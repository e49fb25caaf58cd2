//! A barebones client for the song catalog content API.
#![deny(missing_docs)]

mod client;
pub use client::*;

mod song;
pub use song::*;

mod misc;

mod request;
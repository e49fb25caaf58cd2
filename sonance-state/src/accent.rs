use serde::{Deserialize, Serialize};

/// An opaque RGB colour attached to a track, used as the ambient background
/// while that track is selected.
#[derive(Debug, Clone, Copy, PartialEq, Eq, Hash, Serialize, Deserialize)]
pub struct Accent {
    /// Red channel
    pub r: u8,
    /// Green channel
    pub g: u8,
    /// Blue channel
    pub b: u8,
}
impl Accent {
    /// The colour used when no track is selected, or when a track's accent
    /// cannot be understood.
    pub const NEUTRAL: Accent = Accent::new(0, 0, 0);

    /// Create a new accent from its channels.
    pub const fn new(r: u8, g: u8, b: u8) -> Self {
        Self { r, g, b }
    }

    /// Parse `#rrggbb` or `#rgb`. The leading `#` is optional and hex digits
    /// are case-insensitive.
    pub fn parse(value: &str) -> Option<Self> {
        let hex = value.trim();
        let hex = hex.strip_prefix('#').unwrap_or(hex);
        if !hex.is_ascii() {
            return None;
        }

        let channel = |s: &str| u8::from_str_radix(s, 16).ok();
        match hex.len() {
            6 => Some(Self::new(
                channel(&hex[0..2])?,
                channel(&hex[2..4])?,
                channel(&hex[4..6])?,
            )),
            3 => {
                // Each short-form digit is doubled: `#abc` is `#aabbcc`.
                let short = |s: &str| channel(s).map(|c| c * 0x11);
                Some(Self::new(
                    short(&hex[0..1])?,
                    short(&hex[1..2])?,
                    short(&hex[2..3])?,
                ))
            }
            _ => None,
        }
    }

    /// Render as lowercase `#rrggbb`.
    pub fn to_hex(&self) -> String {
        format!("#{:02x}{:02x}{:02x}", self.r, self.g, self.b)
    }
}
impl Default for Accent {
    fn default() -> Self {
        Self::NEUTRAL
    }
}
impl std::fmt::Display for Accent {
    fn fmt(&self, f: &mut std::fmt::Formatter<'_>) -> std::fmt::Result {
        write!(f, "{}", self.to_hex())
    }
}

TASK BRIEF: Only the number is wanted: how many lines of these entries contain the string "NEUTRAL"?

WRITTEN ANSWER: 2